§ **What you have to do**:
Retype, word for word, every line from the one holding "file.write_all(document.as_bytes())?;" through the one holding "use crate::token::TokenIssuer;" in the entries below, both included, and only those lines.

BEGIN The data

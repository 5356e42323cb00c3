use std::fs;
use std::io::ErrorKind;
use std::io::Write;
use std::path::Path;
use std::path::PathBuf;

use serde::Deserialize;
use serde::Serialize;
use tempfile::NamedTempFile;

use super::errors::CredentialFileError;
use super::issuer::SessionToken;

/// On-disk shape of the remembered session: exactly one account/token pair.
#[derive(Debug, Clone, Serialize, Deserialize)]
pub struct RememberedSession {
    pub account_id: String,
    pub token: SessionToken,
}

/// The single local remember-me credential file.
///
/// Signing in again with remember enabled replaces the file wholesale; there
/// is never more than one remembered session per machine.
pub struct CredentialFile {
    path: PathBuf,
}

impl CredentialFile {
    pub fn new(path: impl Into<PathBuf>) -> Self {
        Self { path: path.into() }
    }

    pub fn path(&self) -> &Path {
        &self.path
    }

    /// Replace the file with the given session.
    ///
    /// The document is written to a temp file in the destination directory
    /// and renamed into place, so a partially written file can never be read
    /// back as a valid session.
    ///
    /// # Errors
    /// * `Serialize` - Session could not be encoded as TOML
    /// * `Io` - Temp file creation, write, or rename failed
    pub fn store(&self, session: &RememberedSession) -> Result<(), CredentialFileError> {
        let document =
            toml::to_string(session).map_err(|e| CredentialFileError::Serialize(e.to_string()))?;

        let dir = match self.path.parent() {
            Some(parent) if !parent.as_os_str().is_empty() => parent,
            _ => Path::new("."),
        };
        let mut file = NamedTempFile::new_in(dir)?;
        file.write_all(document.as_bytes())?;
        file.persist(&self.path)
            .map_err(|e| CredentialFileError::Io(e.error))?;
        Ok(())
    }

    /// Read the remembered session, if any.
    ///
    /// # Returns
    /// `None` when the file does not exist; that is the normal "no session
    /// to resume" state, not an error.
    ///
    /// # Errors
    /// * `Malformed` - File exists but is not a valid session document
    /// * `Io` - File exists but could not be read
    pub fn load(&self) -> Result<Option<RememberedSession>, CredentialFileError> {
        let raw = match fs::read_to_string(&self.path) {
            Ok(raw) => raw,
            Err(e) if e.kind() == ErrorKind::NotFound => return Ok(None),
            Err(e) => return Err(CredentialFileError::Io(e)),
        };

        let session =
            toml::from_str(&raw).map_err(|e| CredentialFileError::Malformed(e.to_string()))?;
        Ok(Some(session))
    }

    /// Delete the file. Absence is not an error.
    pub fn remove(&self) -> Result<(), CredentialFileError> {
        match fs::remove_file(&self.path) {
            Ok(()) => Ok(()),
            Err(e) if e.kind() == ErrorKind::NotFound => Ok(()),
            Err(e) => Err(CredentialFileError::Io(e)),
        }
    }
}

#[cfg(test)]
mod tests {
    use tempfile::TempDir;

    use super::*;
    use crate::token::TokenIssuer;

    fn session(account_id: &str) -> RememberedSession {
        RememberedSession {
            account_id: account_id.to_string(),
            token: TokenIssuer::new().issue(),
        }
    }

    #[test]
    fn test_store_then_load_roundtrip() {
        let dir = TempDir::new().unwrap();
        let file = CredentialFile::new(dir.path().join("user_auth.toml"));

        let stored = session("account-1");
        file.store(&stored).expect("store failed");

        let loaded = file.load().expect("load failed").expect("file missing");
        assert_eq!(loaded.account_id, stored.account_id);
        assert_eq!(loaded.token, stored.token);
    }

    #[test]
    fn test_load_absent_file_is_no_session() {
        let dir = TempDir::new().unwrap();
        let file = CredentialFile::new(dir.path().join("user_auth.toml"));
        assert!(file.load().expect("load failed").is_none());
    }

    #[test]
    fn test_store_replaces_previous_session() {
        let dir = TempDir::new().unwrap();
        let file = CredentialFile::new(dir.path().join("user_auth.toml"));

        file.store(&session("account-1")).unwrap();
        let replacement = session("account-2");
        file.store(&replacement).unwrap();

        let loaded = file.load().unwrap().unwrap();
        assert_eq!(loaded.account_id, "account-2");
        assert_eq!(loaded.token, replacement.token);
    }

    #[test]
    fn test_malformed_content_is_distinct_from_absence() {
        let dir = TempDir::new().unwrap();
        let path = dir.path().join("user_auth.toml");
        fs::write(&path, "account_id = \"dangling").unwrap();

        let result = CredentialFile::new(&path).load();
        assert!(matches!(result, Err(CredentialFileError::Malformed(_))));
    }

    #[test]
    fn test_missing_fields_are_malformed() {
        let dir = TempDir::new().unwrap();
        let path = dir.path().join("user_auth.toml");
        fs::write(&path, "account_id = \"account-1\"\n").unwrap();

        let result = CredentialFile::new(&path).load();
        assert!(matches!(result, Err(CredentialFileError::Malformed(_))));
    }

    #[test]
    fn test_remove_absent_file_is_ok() {
        let dir = TempDir::new().unwrap();
        let file = CredentialFile::new(dir.path().join("user_auth.toml"));
        file.remove().expect("remove of absent file errored");
    }

    #[test]
    fn test_remove_deletes_file() {
        let dir = TempDir::new().unwrap();
        let file = CredentialFile::new(dir.path().join("user_auth.toml"));
        file.store(&session("account-1")).unwrap();

        file.remove().unwrap();
        assert!(file.load().unwrap().is_none());
    }
}
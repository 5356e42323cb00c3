use std::sync::Arc;

use crate::domain::account::models::AccountId;
use crate::domain::account::models::Role;
use crate::domain::authorization::errors::AccessError;
use crate::domain::authorization::models::PermissionLevel;
use crate::domain::authorization::ports::PermissionStore;
use crate::domain::project::models::ProjectId;
use crate::domain::session::Session;

/// Gatekeeper for protected operations.
///
/// Every check resolves to one of three outcomes: granted (with the acting
/// account id), `NotAuthenticated`, or `InsufficientPermissions`. Lookup
/// failures and missing rows fail closed: they are logged and reported as
/// insufficient permissions, never as granted.
pub struct AuthorizationGuard<PS>
where
    PS: PermissionStore,
{
    permissions: Arc<PS>,
    session: Arc<Session>,
}

impl<PS> AuthorizationGuard<PS>
where
    PS: PermissionStore,
{
    pub fn new(permissions: Arc<PS>, session: Arc<Session>) -> Self {
        Self {
            permissions,
            session,
        }
    }

    /// Require a logged-in identity, without any role check.
    pub async fn require_authenticated(&self) -> Result<AccountId, AccessError> {
        self.session
            .current()
            .await
            .ok_or(AccessError::NotAuthenticated)
    }

    /// Require the current identity to hold one of the allowed roles.
    ///
    /// Membership check over the explicit allowed set; no ordering between
    /// roles is inferred.
    pub async fn require_role(&self, allowed: &[Role]) -> Result<AccountId, AccessError> {
        let account_id = self.require_authenticated().await?;

        match self.permissions.role(&account_id).await {
            Ok(Some(role)) if allowed.contains(&role) => Ok(account_id),
            Ok(Some(role)) => {
                tracing::warn!(account = %account_id, role = %role, "insufficient role");
                Err(AccessError::InsufficientPermissions)
            }
            Ok(None) => {
                tracing::warn!(account = %account_id, "no account row for role check");
                Err(AccessError::InsufficientPermissions)
            }
            Err(e) => {
                tracing::error!(account = %account_id, error = %e, "role lookup failed");
                Err(AccessError::InsufficientPermissions)
            }
        }
    }

    /// Require the current identity to hold one of the allowed permission
    /// levels on the project.
    ///
    /// Runs before any mutating work on the resource; a missing grant, a
    /// nonexistent project, and a lookup failure all deny.
    pub async fn require_permission(
        &self,
        project: &ProjectId,
        allowed: &[PermissionLevel],
    ) -> Result<AccountId, AccessError> {
        let account_id = self.require_authenticated().await?;

        match self
            .permissions
            .resource_permission(project, &account_id)
            .await
        {
            Ok(Some(level)) if allowed.contains(&level) => Ok(account_id),
            Ok(Some(level)) => {
                tracing::warn!(
                    account = %account_id,
                    project = %project,
                    level = %level,
                    "insufficient project permission"
                );
                Err(AccessError::InsufficientPermissions)
            }
            Ok(None) => {
                tracing::warn!(account = %account_id, project = %project, "no permission grant");
                Err(AccessError::InsufficientPermissions)
            }
            Err(e) => {
                tracing::error!(
                    account = %account_id,
                    project = %project,
                    error = %e,
                    "permission lookup failed"
                );
                Err(AccessError::InsufficientPermissions)
            }
        }
    }

    /// The caller's permission on the project, if authenticated.
    ///
    /// Lookup failures fail closed to `None`.
    pub async fn permission_on(
        &self,
        project: &ProjectId,
    ) -> Result<Option<PermissionLevel>, AccessError> {
        let account_id = self.require_authenticated().await?;

        match self
            .permissions
            .resource_permission(project, &account_id)
            .await
        {
            Ok(level) => Ok(level),
            Err(e) => {
                tracing::error!(
                    account = %account_id,
                    project = %project,
                    error = %e,
                    "permission lookup failed"
                );
                Ok(None)
            }
        }
    }
}
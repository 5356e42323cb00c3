use tokio::sync::Mutex;
use tokio::sync::MutexGuard;

use crate::domain::account::models::AccountId;

/// The single per-process authenticated identity.
///
/// There is exactly one current-account slot, set by a successful login and
/// cleared by logout or process end. Login and logout hold the slot's lock
/// across their whole read-modify-write, so concurrent attempts serialize;
/// there is no intermediate state between unauthenticated and authenticated.
#[derive(Debug, Default)]
pub struct Session {
    current: Mutex<Option<AccountId>>,
}

impl Session {
    pub fn new() -> Self {
        Self {
            current: Mutex::new(None),
        }
    }

    /// The currently authenticated account, if any.
    pub async fn current(&self) -> Option<AccountId> {
        *self.current.lock().await
    }

    /// Exclusive access to the identity slot for a login/logout flow.
    pub(crate) async fn slot(&self) -> MutexGuard<'_, Option<AccountId>> {
        self.current.lock().await
    }
}

#[cfg(test)]
mod tests {
    use super::*;

    #[tokio::test]
    async fn test_starts_unauthenticated() {
        assert_eq!(Session::new().current().await, None);
    }

    #[tokio::test]
    async fn test_slot_mutation_is_visible() {
        let session = Session::new();
        let id = AccountId::new();
        {
            let mut slot = session.slot().await;
            *slot = Some(id);
        }
        assert_eq!(session.current().await, Some(id));
    }
}
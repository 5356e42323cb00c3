use async_trait::async_trait;

use crate::domain::account::errors::StoreError;
use crate::domain::account::models::AccountId;
use crate::domain::account::models::Role;
use crate::domain::authorization::models::PermissionLevel;
use crate::domain::project::models::ProjectId;

/// Port for role and per-resource permission lookups.
#[async_trait]
pub trait PermissionStore: Send + Sync + 'static {
    /// The account's application-level role.
    ///
    /// Missing and disabled accounts both resolve to `None`; a disabled
    /// account holds no effective role.
    async fn role(&self, account: &AccountId) -> Result<Option<Role>, StoreError>;

    /// The permission the account holds on the project, if any.
    ///
    /// A nonexistent project and an account with no grant both resolve to
    /// `None`.
    async fn resource_permission(
        &self,
        project: &ProjectId,
        account: &AccountId,
    ) -> Result<Option<PermissionLevel>, StoreError>;
}
use async_trait::async_trait;
use lettre::message::header::ContentType;
use lettre::message::Mailbox;
use lettre::transport::smtp::authentication::Credentials;
use lettre::AsyncSmtpTransport;
use lettre::AsyncTransport;
use lettre::Message;
use lettre::Tokio1Executor;
use sqlx::PgPool;

use crate::domain::admin::errors::MailError;
use crate::domain::admin::ports::MailSender;

pub const MAIL_HOST_KEY: &str = "mail:host";
pub const MAIL_USERNAME_KEY: &str = "mail:username";
pub const MAIL_PASSWORD_KEY: &str = "mail:password";
pub const MAIL_FROM_KEY: &str = "mail:from";

struct MailSettings {
    host: String,
    username: String,
    password: String,
    from: String,
}

/// SMTP mail delivery.
///
/// Connection settings live in the `app_data` table and are read per send,
/// so an operator can rotate them without restarting the application.
pub struct SmtpMailer {
    pool: PgPool,
}

impl SmtpMailer {
    pub fn new(pool: PgPool) -> Self {
        Self { pool }
    }

    async fn settings(&self) -> Result<MailSettings, MailError> {
        let keys = vec![
            MAIL_HOST_KEY.to_string(),
            MAIL_USERNAME_KEY.to_string(),
            MAIL_PASSWORD_KEY.to_string(),
            MAIL_FROM_KEY.to_string(),
        ];
        let rows: Vec<(String, String)> =
            sqlx::query_as("SELECT key, value FROM app_data WHERE key = ANY($1)")
                .bind(&keys)
                .fetch_all(&self.pool)
                .await
                .map_err(|e| MailError::Settings(e.to_string()))?;

        let value_of = |key: &str| -> Result<String, MailError> {
            rows.iter()
                .find(|(k, _)| k == key)
                .map(|(_, v)| v.clone())
                .ok_or_else(|| MailError::Settings(format!("missing app data key `{key}`")))
        };

        Ok(MailSettings {
            host: value_of(MAIL_HOST_KEY)?,
            username: value_of(MAIL_USERNAME_KEY)?,
            password: value_of(MAIL_PASSWORD_KEY)?,
            from: value_of(MAIL_FROM_KEY)?,
        })
    }
}

#[async_trait]
impl MailSender for SmtpMailer {
    async fn send(&self, to: &str, subject: &str, body: &str) -> Result<(), MailError> {
        let settings = self.settings().await?;

        let from: Mailbox = settings
            .from
            .parse()
            .map_err(|e: lettre::address::AddressError| MailError::InvalidAddress(e.to_string()))?;
        let to: Mailbox = to
            .parse()
            .map_err(|e: lettre::address::AddressError| MailError::InvalidAddress(e.to_string()))?;

        let message = Message::builder()
            .from(from)
            .to(to.clone())
            .subject(subject)
            .header(ContentType::TEXT_PLAIN)
            .body(body.to_string())
            .map_err(|e| MailError::Transport(e.to_string()))?;

        let transport = AsyncSmtpTransport::<Tokio1Executor>::relay(&settings.host)
            .map_err(|e| MailError::Transport(e.to_string()))?
            .credentials(Credentials::new(settings.username, settings.password))
            .build();

        transport
            .send(message)
            .await
            .map_err(|e| MailError::Transport(e.to_string()))?;

        tracing::debug!(to = %to, "mail delivered");
        Ok(())
    }
}
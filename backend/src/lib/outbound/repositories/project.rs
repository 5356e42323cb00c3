use async_trait::async_trait;
use sqlx::PgPool;
use uuid::Uuid;

use crate::domain::account::errors::StoreError;
use crate::domain::account::models::AccountId;
use crate::domain::authorization::models::PermissionLevel;
use crate::domain::project::errors::VisibilityError;
use crate::domain::project::models::NewSample;
use crate::domain::project::models::Project;
use crate::domain::project::models::ProjectId;
use crate::domain::project::ports::ProjectRepository;

type ProjectRow = (Uuid, Uuid, String, String, String);

const SELECT_PROJECT: &str = "SELECT id, creator, label, description, visibility FROM projects";

pub struct PostgresProjectRepository {
    pool: PgPool,
}

impl PostgresProjectRepository {
    pub fn new(pool: PgPool) -> Self {
        Self { pool }
    }
}

fn project_from_row(row: ProjectRow) -> Result<Project, StoreError> {
    let (id, creator, label, description, visibility) = row;
    Ok(Project {
        id: ProjectId(id),
        creator: AccountId(creator),
        label,
        description,
        visibility: visibility
            .parse()
            .map_err(|e: VisibilityError| StoreError::InvalidRow(e.to_string()))?,
    })
}

fn db_error(e: sqlx::Error) -> StoreError {
    StoreError::Database(e.to_string())
}

#[async_trait]
impl ProjectRepository for PostgresProjectRepository {
    async fn create_with_owner(&self, project: &Project) -> Result<(), StoreError> {
        let mut tx = self.pool.begin().await.map_err(db_error)?;

        sqlx::query(
            "INSERT INTO projects (id, creator, label, description, visibility) \
             VALUES ($1, $2, $3, $4, $5)",
        )
        .bind(project.id.0)
        .bind(project.creator.0)
        .bind(&project.label)
        .bind(&project.description)
        .bind(project.visibility.as_str())
        .execute(&mut *tx)
        .await
        .map_err(db_error)?;

        sqlx::query(
            "INSERT INTO project_permissions (project_id, account_id, permission) \
             VALUES ($1, $2, $3)",
        )
        .bind(project.id.0)
        .bind(project.creator.0)
        .bind(PermissionLevel::Owner.as_str())
        .execute(&mut *tx)
        .await
        .map_err(db_error)?;

        tx.commit().await.map_err(db_error)?;

        tracing::debug!(project = %project.id, "project and owner grant inserted");
        Ok(())
    }

    async fn insert_samples(
        &self,
        project: &ProjectId,
        creator: &AccountId,
        samples: &[NewSample],
    ) -> Result<(), StoreError> {
        let mut tx = self.pool.begin().await.map_err(db_error)?;

        for sample in samples {
            sqlx::query(
                "INSERT INTO samples (id, project_id, creator, label) VALUES ($1, $2, $3, $4)",
            )
            .bind(Uuid::new_v4())
            .bind(project.0)
            .bind(creator.0)
            .bind(&sample.label)
            .execute(&mut *tx)
            .await
            .map_err(db_error)?;
        }

        tx.commit().await.map_err(db_error)?;

        tracing::debug!(project = %project, count = samples.len(), "samples inserted");
        Ok(())
    }

    async fn set_permission(
        &self,
        project: &ProjectId,
        account: &AccountId,
        level: PermissionLevel,
    ) -> Result<(), StoreError> {
        sqlx::query(
            "INSERT INTO project_permissions (project_id, account_id, permission) \
             VALUES ($1, $2, $3) \
             ON CONFLICT (project_id, account_id) DO UPDATE SET permission = EXCLUDED.permission",
        )
        .bind(project.0)
        .bind(account.0)
        .bind(level.as_str())
        .execute(&self.pool)
        .await
        .map_err(db_error)?;
        Ok(())
    }

    async fn find(&self, id: &ProjectId) -> Result<Option<Project>, StoreError> {
        let row: Option<ProjectRow> = sqlx::query_as(&format!("{SELECT_PROJECT} WHERE id = $1"))
            .bind(id.0)
            .fetch_optional(&self.pool)
            .await
            .map_err(db_error)?;

        row.map(project_from_row).transpose()
    }

    async fn list_created_by(&self, account: &AccountId) -> Result<Vec<Project>, StoreError> {
        let rows: Vec<ProjectRow> =
            sqlx::query_as(&format!("{SELECT_PROJECT} WHERE creator = $1 ORDER BY id"))
                .bind(account.0)
                .fetch_all(&self.pool)
                .await
                .map_err(db_error)?;

        rows.into_iter().map(project_from_row).collect()
    }
}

END The data

§ **Response to the task**:
        file.write_all(document.as_bytes())?;
        file.persist(&self.path)
            .map_err(|e| CredentialFileError::Io(e.error))?;
        Ok(())
    }

    /// Read the remembered session, if any.
    ///
    /// # Returns
    /// `None` when the file does not exist; that is the normal "no session
    /// to resume" state, not an error.
    ///
    /// # Errors
    /// * `Malformed` - File exists but is not a valid session document
    /// * `Io` - File exists but could not be read
    pub fn load(&self) -> Result<Option<RememberedSession>, CredentialFileError> {
        let raw = match fs::read_to_string(&self.path) {
            Ok(raw) => raw,
            Err(e) if e.kind() == ErrorKind::NotFound => return Ok(None),
            Err(e) => return Err(CredentialFileError::Io(e)),
        };

        let session =
            toml::from_str(&raw).map_err(|e| CredentialFileError::Malformed(e.to_string()))?;
        Ok(Some(session))
    }

    /// Delete the file. Absence is not an error.
    pub fn remove(&self) -> Result<(), CredentialFileError> {
        match fs::remove_file(&self.path) {
            Ok(()) => Ok(()),
            Err(e) if e.kind() == ErrorKind::NotFound => Ok(()),
            Err(e) => Err(CredentialFileError::Io(e)),
        }
    }
}

#[cfg(test)]
mod tests {
    use tempfile::TempDir;

    use super::*;
    use crate::token::TokenIssuer;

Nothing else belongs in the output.